Hi, I am Elise. Today, we’re going to prepare keto eggplant parmesan recipe. Never miss today’s recipe. This is a simple recipe to try and is one of my family food recipes. This time, I am going to make it a little bit tastier. This will be really delicious. Not to mention, it’s super satisfying.
Keto Eggplant Parmesan Recipe
Keto Eggplant Parmesan is one of the most popular of recent trending meals in the world. It is enjoyed by millions every day. It is simple, it’s fast, it tastes yummy. They are fine and they look wonderful. Keto Eggplant Parmesan is something that I have loved my entire life.
To get started with this recipe, we must prepare a few components. You can have keto eggplant parmesan using 12 ingredients and 4 steps. Here is how you cook it.
The ingredients needed to make Keto Eggplant Parmesan:
- Get 1 whole fresh, Baked Eggplant (1 Whole - Medium)

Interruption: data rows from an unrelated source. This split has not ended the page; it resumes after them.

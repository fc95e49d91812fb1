//! Mutable world state owned by the harvest worker.
//!
//! [`WorldStore`] is the runtime's stand-in for the host world: block
//! snapshots, the player-placed marker store, protected cells that veto
//! breaks, items lying on the ground, pending bonus-drop marks and Green
//! Thumb replant stamps. It implements the world-facing oracles so resolvers
//! can read it directly.
use std::collections::{HashMap, HashSet};

use herbalism_core::{
    ActorId, BlockKind, BlockState, BreakPolicyOracle, ItemStack, Location, PlaceStoreOracle,
    Point, WorldOracle,
};
use serde::{Deserialize, Serialize};

/// An item spawned into the world.
#[derive(Debug, Clone, Copy, PartialEq, Serialize, Deserialize)]
pub struct DroppedItem {
    pub at: Point,
    pub item: ItemStack,
}

/// Cells removed by one break and the bonus drops they released.
#[derive(Debug, Clone, Default, PartialEq)]
pub struct BrokenPlant {
    pub cells: Vec<BlockState>,
    pub bonus_drops: u32,
}

impl BrokenPlant {
    pub fn len(&self) -> usize {
        self.cells.len()
    }

    pub fn is_empty(&self) -> bool {
        self.cells.is_empty()
    }
}

#[derive(Debug, Clone, Default)]
pub struct WorldStore {
    blocks: HashMap<Location, BlockState>,
    placed: HashSet<Location>,
    protected: HashSet<Location>,
    bonus_drops: HashMap<Location, u32>,
    replanted: HashMap<Location, u64>,
    dropped: Vec<DroppedItem>,
}

impl WorldStore {
    pub fn new() -> Self {
        Self::default()
    }

    /// Block at `location`; unset cells read as air.
    pub fn block(&self, location: Location) -> BlockState {
        self.blocks
            .get(&location)
            .copied()
            .unwrap_or_else(|| BlockState::new(location, BlockKind::Air))
    }

    pub fn set_block(&mut self, block: BlockState) {
        if block.kind == BlockKind::Air {
            self.blocks.remove(&block.location);
        } else {
            self.blocks.insert(block.location, block);
        }
    }

    pub fn set_kind(&mut self, location: Location, kind: BlockKind) {
        let age = self.block(location).age;
        self.set_block(BlockState::new(location, kind).with_age(age));
    }

    /// Clears the cell with its placed marker, bonus marks and replant stamp.
    pub fn set_empty(&mut self, location: Location) {
        self.blocks.remove(&location);
        self.placed.remove(&location);
        self.bonus_drops.remove(&location);
        self.replanted.remove(&location);
    }

    /// Places a block as a player would, marking it as placed.
    pub fn place_block(&mut self, block: BlockState) {
        self.set_block(block);
        self.placed.insert(block.location);
    }

    pub fn is_empty(&self, location: Location) -> bool {
        !self.blocks.contains_key(&location)
    }

    pub fn protect(&mut self, location: Location) {
        self.protected.insert(location);
    }

    pub fn unprotect(&mut self, location: Location) {
        self.protected.remove(&location);
    }

    pub fn mark_bonus_drops(&mut self, location: Location, units: u32) {
        *self.bonus_drops.entry(location).or_default() += units;
    }

    /// Pending extra drop units at `location`.
    pub fn bonus_drops(&self, location: Location) -> u32 {
        self.bonus_drops.get(&location).copied().unwrap_or(0)
    }

    /// Removes and returns the pending bonus units at `location`.
    pub fn take_bonus_drops(&mut self, location: Location) -> u32 {
        self.bonus_drops.remove(&location).unwrap_or(0)
    }

    /// Stamps a Green Thumb replant with the time it was staged.
    pub fn mark_replanted(&mut self, location: Location, at: u64) {
        self.replanted.insert(location, at);
    }

    pub fn replanted_at(&self, location: Location) -> Option<u64> {
        self.replanted.get(&location).copied()
    }

    pub fn drop_item(&mut self, at: Point, item: ItemStack) {
        self.dropped.push(DroppedItem { at, item });
    }

    pub fn dropped_items(&self) -> &[DroppedItem] {
        &self.dropped
    }

    /// Breaks a harvested plant the way the host's physics would.
    ///
    /// Stacked plants lose every same-kind cell above the broken one; kelp
    /// loses every kelp cell above it, and a `Kelp` top takes the
    /// `KelpPlant` directly under it. Bonus marks on the removed cells are
    /// released into the result.
    pub fn break_plant(&mut self, location: Location) -> BrokenPlant {
        let origin = self.block(location);
        if origin.kind == BlockKind::Air {
            return BrokenPlant::default();
        }

        let mut broken = Vec::new();
        if origin.kind == BlockKind::Kelp {
            let below = self.block(location.down(1));
            if below.kind == BlockKind::KelpPlant {
                broken.push(below);
            }
        }
        broken.push(origin);
        let stacks = matches!(
            origin.kind,
            BlockKind::Cactus
                | BlockKind::ChorusPlant
                | BlockKind::SugarCane
                | BlockKind::TallGrass
                | BlockKind::TallSeagrass
        );
        if stacks || origin.kind.is_kelp() {
            let mut above = location.up(1);
            loop {
                let cell = self.block(above);
                let same = if origin.kind.is_kelp() {
                    cell.kind.is_kelp()
                } else {
                    cell.kind == origin.kind
                };
                if !same {
                    break;
                }
                broken.push(cell);
                above = above.up(1);
            }
        }

        let mut bonus_drops = 0;
        for cell in &broken {
            bonus_drops += self.take_bonus_drops(cell.location);
            self.set_empty(cell.location);
        }
        BrokenPlant {
            cells: broken,
            bonus_drops,
        }
    }
}

impl WorldOracle for WorldStore {
    fn block_at(&self, location: Location) -> Option<BlockState> {
        Some(self.block(location))
    }
}

impl PlaceStoreOracle for WorldStore {
    fn is_placed(&self, location: Location) -> bool {
        self.placed.contains(&location)
    }
}

impl BreakPolicyOracle for WorldStore {
    fn can_break(&self, _actor: ActorId, location: Location) -> bool {
        !self.protected.contains(&location)
    }
}
//! High-level runtime orchestrator.
//!
//! The runtime owns the harvest worker, wires up command/event channels, and
//! exposes a builder-based API for clients to drive herbalism interactions.

use tokio::sync::mpsc;
use tokio::task::JoinHandle;
use tracing::info;

use herbalism_content::ContentBundle;
use herbalism_core::HerbalismConfig;

use crate::api::{Result, RuntimeError, RuntimeHandle};
use crate::events::EventBus;
use crate::oracle::{OracleManager, PermissionOracleImpl};
use crate::players::{PlayerProfile, PlayerStore};
use crate::workers::{Command, HarvestWorker};
use crate::world::WorldStore;

/// Runtime configuration shared across the orchestrator and workers.
#[derive(Debug, Clone)]
pub struct RuntimeConfig {
    pub herbalism: HerbalismConfig,
    /// Base seed mixed into every interaction seed.
    pub seed: u64,
    pub event_buffer_size: usize,
    pub command_buffer_size: usize,
}

impl Default for RuntimeConfig {
    fn default() -> Self {
        Self {
            herbalism: HerbalismConfig::default(),
            seed: 0,
            event_buffer_size: 100,
            command_buffer_size: 32,
        }
    }
}

/// Main runtime that owns the harvest worker
///
/// [`RuntimeHandle`] provides a cloneable façade for clients.
pub struct Runtime {
    handle: RuntimeHandle,
    worker_handle: JoinHandle<()>,
}

impl Runtime {
    /// Create a new runtime builder
    pub fn builder() -> RuntimeBuilder {
        RuntimeBuilder::new()
    }

    /// Get a cloneable handle to this runtime
    ///
    /// The handle can be shared across clients and async tasks.
    pub fn handle(&self) -> RuntimeHandle {
        self.handle.clone()
    }

    /// Shutdown the runtime gracefully
    ///
    /// The worker stops once every outstanding handle has been dropped.
    pub async fn shutdown(self) -> Result<()> {
        drop(self.handle);
        self.worker_handle.await.map_err(RuntimeError::WorkerJoin)
    }
}

/// Builder for [`Runtime`] with flexible configuration.
pub struct RuntimeBuilder {
    config: RuntimeConfig,
    oracles: Option<OracleManager>,
    permissions: Option<PermissionOracleImpl>,
    world: WorldStore,
    players: PlayerStore,
}

impl RuntimeBuilder {
    fn new() -> Self {
        Self {
            config: RuntimeConfig::default(),
            oracles: None,
            permissions: None,
            world: WorldStore::new(),
            players: PlayerStore::new(),
        }
    }

    /// Override runtime configuration
    pub fn config(mut self, config: RuntimeConfig) -> Self {
        self.config = config;
        self
    }

    pub fn seed(mut self, seed: u64) -> Self {
        self.config.seed = seed;
        self
    }

    /// Use loaded content for both the herbalism config and the oracles.
    pub fn content(mut self, content: &ContentBundle) -> Self {
        self.config.herbalism = content.config.clone();
        self.oracles = Some(OracleManager::from_content(content));
        self
    }

    /// Set the oracle manager directly
    pub fn oracles(mut self, oracles: OracleManager) -> Self {
        self.oracles = Some(oracles);
        self
    }

    /// Replace the default grant-everything permissions.
    pub fn permissions(mut self, permissions: PermissionOracleImpl) -> Self {
        self.permissions = Some(permissions);
        self
    }

    /// Provide the initial world
    pub fn world(mut self, world: WorldStore) -> Self {
        self.world = world;
        self
    }

    pub fn player(mut self, profile: PlayerProfile) -> Self {
        self.players.insert(profile);
        self
    }

    /// Build the runtime and spawn the harvest worker.
    ///
    /// Falls back to the classic content when no oracles were supplied.
    pub async fn build(self) -> Result<Runtime> {
        self.config.herbalism.validate()?;

        let mut oracles = self
            .oracles
            .unwrap_or_else(|| OracleManager::from_content(&ContentBundle::classic()));
        if let Some(permissions) = self.permissions {
            oracles = oracles.with_permissions(permissions);
        }

        let (command_tx, command_rx) = mpsc::channel::<Command>(self.config.command_buffer_size);
        let event_bus = EventBus::with_capacity(self.config.event_buffer_size);
        let handle = RuntimeHandle::new(command_tx, event_bus.clone());

        let worker = HarvestWorker::new(
            self.config.herbalism,
            oracles,
            self.world,
            self.players,
            command_rx,
            event_bus,
            self.config.seed,
        );
        let worker_handle = tokio::spawn(worker.run());
        info!(seed = self.config.seed, "runtime started");

        Ok(Runtime {
            handle,
            worker_handle,
        })
    }
}
//! Read view of the interacting player.
//!
//! The host copies the player's skill level, ability flags and inventory
//! into an [`ActorState`] before resolution; the resolver never writes back.

use std::fmt;

use arrayvec::ArrayVec;
use bitflags::bitflags;

use crate::config::HerbalismConfig;
use crate::state::{ItemKind, ItemStack};

/// Unique identifier for a player known to the host.
#[derive(Clone, Copy, Debug, PartialEq, Eq, PartialOrd, Ord, Hash, Default)]
#[cfg_attr(feature = "serde", derive(serde::Serialize, serde::Deserialize))]
pub struct ActorId(pub u32);

impl fmt::Display for ActorId {
    fn fmt(&self, f: &mut fmt::Formatter<'_>) -> fmt::Result {
        write!(f, "#{}", self.0)
    }
}

bitflags! {
    /// Transient player conditions the rules branch on.
    #[derive(Clone, Copy, Debug, PartialEq, Eq, Hash, Default)]
    #[cfg_attr(feature = "serde", derive(serde::Serialize, serde::Deserialize))]
    pub struct ActorFlags: u8 {
        /// Riding a vehicle or mount.
        const IN_VEHICLE = 1 << 0;
        /// Green Terra super ability is running.
        const GREEN_TERRA_ACTIVE = 1 << 1;
        /// Hoe readied for super ability activation.
        const HOE_PREPARED = 1 << 2;
        /// Holds the lucky perk (better activation odds).
        const LUCKY = 1 << 3;
    }
}

/// Player inventory as a bounded list of stacks.
#[derive(Clone, Debug, PartialEq, Eq, Default)]
#[cfg_attr(feature = "serde", derive(serde::Serialize, serde::Deserialize))]
pub struct InventoryState {
    pub items: ArrayVec<ItemStack, { HerbalismConfig::MAX_INVENTORY_SLOTS }>,
}

impl InventoryState {
    pub fn new(items: ArrayVec<ItemStack, { HerbalismConfig::MAX_INVENTORY_SLOTS }>) -> Self {
        Self { items }
    }

    pub fn empty() -> Self {
        Self {
            items: ArrayVec::new(),
        }
    }

    /// Builds an inventory from stacks, ignoring anything past the slot limit.
    pub fn from_stacks(stacks: impl IntoIterator<Item = ItemStack>) -> Self {
        Self {
            items: stacks
                .into_iter()
                .take(HerbalismConfig::MAX_INVENTORY_SLOTS)
                .collect(),
        }
    }

    /// Total amount of `item` across all slots.
    pub fn count(&self, item: ItemKind) -> u32 {
        self.items
            .iter()
            .filter(|stack| stack.item == item)
            .map(|stack| u32::from(stack.amount))
            .sum()
    }

    pub fn contains(&self, item: ItemKind, min_amount: u32) -> bool {
        self.count(item) >= min_amount
    }
}

/// Snapshot of the interacting player.
///
/// `held` mirrors the selected hotbar stack, which is also one of the
/// inventory slots.
#[derive(Clone, Debug, PartialEq, Eq, Default)]
#[cfg_attr(feature = "serde", derive(serde::Serialize, serde::Deserialize))]
pub struct ActorState {
    pub id: ActorId,
    /// Herbalism skill level.
    pub level: u32,
    pub flags: ActorFlags,
    pub held: Option<ItemStack>,
    pub inventory: InventoryState,
}

impl ActorState {
    pub fn new(id: ActorId, level: u32) -> Self {
        Self {
            id,
            level,
            flags: ActorFlags::empty(),
            held: None,
            inventory: InventoryState::empty(),
        }
    }

    pub fn with_flags(mut self, flags: ActorFlags) -> Self {
        self.flags = flags;
        self
    }

    pub fn with_held(mut self, held: ItemStack) -> Self {
        self.held = Some(held);
        self
    }

    pub fn with_inventory(mut self, inventory: InventoryState) -> Self {
        self.inventory = inventory;
        self
    }

    pub fn in_vehicle(&self) -> bool {
        self.flags.contains(ActorFlags::IN_VEHICLE)
    }

    pub fn green_terra_active(&self) -> bool {
        self.flags.contains(ActorFlags::GREEN_TERRA_ACTIVE)
    }

    pub fn hoe_prepared(&self) -> bool {
        self.flags.contains(ActorFlags::HOE_PREPARED)
    }

    pub fn is_lucky(&self) -> bool {
        self.flags.contains(ActorFlags::LUCKY)
    }

    pub fn held_item(&self) -> Option<ItemKind> {
        self.held
            .filter(|stack| !stack.is_empty())
            .map(|stack| stack.item)
    }

    pub fn holds_hoe(&self) -> bool {
        self.held_item().is_some_and(ItemKind::is_hoe)
    }

    /// Hylian Luck only fires on a harvest swung with a sword.
    pub fn holds_sword(&self) -> bool {
        self.held_item().is_some_and(ItemKind::is_sword)
    }
}

#[cfg(test)]
mod tests {
    use super::*;

    #[test]
    fn inventory_counts_across_slots() {
        let inventory = InventoryState::from_stacks([
            ItemStack::new(ItemKind::WheatSeeds, 3),
            ItemStack::new(ItemKind::Carrot, 1),
            ItemStack::new(ItemKind::WheatSeeds, 2),
        ]);

        assert_eq!(inventory.count(ItemKind::WheatSeeds), 5);
        assert!(inventory.contains(ItemKind::Carrot, 1));
        assert!(!inventory.contains(ItemKind::Potato, 1));
    }

    #[test]
    fn empty_held_stack_is_no_item() {
        let actor = ActorState::new(ActorId(1), 0).with_held(ItemStack::new(ItemKind::IronHoe, 0));
        assert_eq!(actor.held_item(), None);
        assert!(!actor.holds_hoe());
    }

    #[test]
    fn sword_is_not_a_hoe() {
        let actor =
            ActorState::new(ActorId(1), 0).with_held(ItemStack::single(ItemKind::IronSword));
        assert!(actor.holds_sword());
        assert!(!actor.holds_hoe());
    }
}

- Prepare 0.75 container (1.8 cup) (63g) ea.), Tomato Sauce
- Get 1 tbsp, Organic Olive Oil
- Take 1 grams, Crushed Garlic
- Take 6 oz., Fresh Mozzarella
- Take 6 oz., Ricotta Cheese
- Get 3 medium, Organic Zucchini, Fresh
- Take 1 container (678 gs ea.), Simple Truth organic 4 Cheese Pasta Sauce
- Take 2 Tbsp, Salted Butter
- Make ready 2 ounce, Pecorino Romano
- Take 2 oz, Parmesan Cheese
- Get 0.75 Cup, chopped Red Onion
Instructions to make Keto Eggplant Parmesan:
- In large skillet, saute chopped onion, sliced eggplant, sliced zucchini in olive oil and butter until onions are translucent (about 15 minutes), then add garlic and saute for an additional minute.
- Add sauce and simmer on low heat for about 2 hours, mixing every 30 minutes or so.
- Layer large casserole dish first with half the sauce mixture, ricotta cheese, half the parmesan, romano and mozzarella cheese, then another layer of the sauce mixture, parmesan, romano and mozzarella cheese.
- Bake on 350 for 30-40 minutes until bubbling at the sides and cheese is slightly browned on top.